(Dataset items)
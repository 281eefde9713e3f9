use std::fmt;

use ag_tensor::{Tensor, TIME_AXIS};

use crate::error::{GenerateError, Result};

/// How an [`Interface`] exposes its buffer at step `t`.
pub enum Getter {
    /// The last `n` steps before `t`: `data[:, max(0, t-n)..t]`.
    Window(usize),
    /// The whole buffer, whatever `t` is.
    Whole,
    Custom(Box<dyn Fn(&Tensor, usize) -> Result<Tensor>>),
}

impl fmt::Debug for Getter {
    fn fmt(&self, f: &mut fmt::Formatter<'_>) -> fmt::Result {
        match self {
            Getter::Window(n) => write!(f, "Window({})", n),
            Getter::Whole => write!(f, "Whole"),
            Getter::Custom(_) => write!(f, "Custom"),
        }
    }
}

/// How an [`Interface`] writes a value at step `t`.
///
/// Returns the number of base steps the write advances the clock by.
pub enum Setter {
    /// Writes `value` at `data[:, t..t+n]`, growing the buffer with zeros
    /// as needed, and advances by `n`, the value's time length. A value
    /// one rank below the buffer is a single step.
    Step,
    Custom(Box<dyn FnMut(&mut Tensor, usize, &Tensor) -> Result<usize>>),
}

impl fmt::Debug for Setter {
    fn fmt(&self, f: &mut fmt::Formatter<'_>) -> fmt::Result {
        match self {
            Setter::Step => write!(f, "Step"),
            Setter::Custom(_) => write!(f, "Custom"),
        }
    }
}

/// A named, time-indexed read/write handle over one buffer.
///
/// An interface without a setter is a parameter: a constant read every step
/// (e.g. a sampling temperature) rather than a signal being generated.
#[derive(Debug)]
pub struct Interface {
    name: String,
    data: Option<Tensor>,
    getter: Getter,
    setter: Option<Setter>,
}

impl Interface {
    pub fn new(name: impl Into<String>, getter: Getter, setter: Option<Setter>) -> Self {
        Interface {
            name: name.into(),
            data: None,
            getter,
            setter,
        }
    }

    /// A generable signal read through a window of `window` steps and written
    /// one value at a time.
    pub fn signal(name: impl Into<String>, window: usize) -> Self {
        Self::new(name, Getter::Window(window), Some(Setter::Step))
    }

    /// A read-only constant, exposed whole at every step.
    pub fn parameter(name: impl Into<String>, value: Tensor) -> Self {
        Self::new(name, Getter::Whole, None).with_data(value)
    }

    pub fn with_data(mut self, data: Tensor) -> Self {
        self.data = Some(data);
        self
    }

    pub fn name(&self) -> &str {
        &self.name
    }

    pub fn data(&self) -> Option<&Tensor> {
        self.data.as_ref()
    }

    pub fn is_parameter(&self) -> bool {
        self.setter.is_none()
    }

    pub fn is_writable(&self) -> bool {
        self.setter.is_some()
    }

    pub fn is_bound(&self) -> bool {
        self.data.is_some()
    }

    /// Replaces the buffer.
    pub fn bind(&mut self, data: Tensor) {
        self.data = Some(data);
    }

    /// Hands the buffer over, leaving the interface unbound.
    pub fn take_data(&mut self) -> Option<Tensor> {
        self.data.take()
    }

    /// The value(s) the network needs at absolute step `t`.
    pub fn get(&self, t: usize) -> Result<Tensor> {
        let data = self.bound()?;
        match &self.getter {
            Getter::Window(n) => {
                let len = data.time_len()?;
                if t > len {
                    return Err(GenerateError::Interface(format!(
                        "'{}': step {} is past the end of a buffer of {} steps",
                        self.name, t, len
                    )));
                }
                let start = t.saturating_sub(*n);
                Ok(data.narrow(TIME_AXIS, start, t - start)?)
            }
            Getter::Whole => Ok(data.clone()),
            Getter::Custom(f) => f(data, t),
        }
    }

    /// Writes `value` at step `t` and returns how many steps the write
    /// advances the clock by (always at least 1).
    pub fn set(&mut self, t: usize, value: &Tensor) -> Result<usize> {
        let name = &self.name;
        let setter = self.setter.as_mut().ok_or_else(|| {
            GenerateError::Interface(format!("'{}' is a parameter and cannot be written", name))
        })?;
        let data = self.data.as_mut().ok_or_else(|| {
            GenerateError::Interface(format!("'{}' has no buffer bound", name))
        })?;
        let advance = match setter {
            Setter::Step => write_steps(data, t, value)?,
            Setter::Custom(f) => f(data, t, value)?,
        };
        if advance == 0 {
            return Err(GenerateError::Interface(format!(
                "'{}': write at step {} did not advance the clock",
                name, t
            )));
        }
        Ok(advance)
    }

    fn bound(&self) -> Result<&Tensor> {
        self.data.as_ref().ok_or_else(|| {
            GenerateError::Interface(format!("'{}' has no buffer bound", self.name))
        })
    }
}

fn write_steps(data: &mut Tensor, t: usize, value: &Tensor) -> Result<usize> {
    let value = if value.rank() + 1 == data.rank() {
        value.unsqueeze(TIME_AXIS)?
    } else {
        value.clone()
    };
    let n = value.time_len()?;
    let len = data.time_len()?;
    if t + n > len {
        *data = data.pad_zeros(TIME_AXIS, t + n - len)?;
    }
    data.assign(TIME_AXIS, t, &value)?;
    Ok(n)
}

Directions — From the data above, copy each line with the string "Custom" in it.

Task output —
    Custom(Box<dyn Fn(&Tensor, usize) -> Result<Tensor>>),
            Getter::Custom(_) => write!(f, "Custom"),
    Custom(Box<dyn FnMut(&mut Tensor, usize, &Tensor) -> Result<usize>>),
            Setter::Custom(_) => write!(f, "Custom"),
            Getter::Custom(f) => f(data, t),
            Setter::Custom(f) => f(data, t, value)?,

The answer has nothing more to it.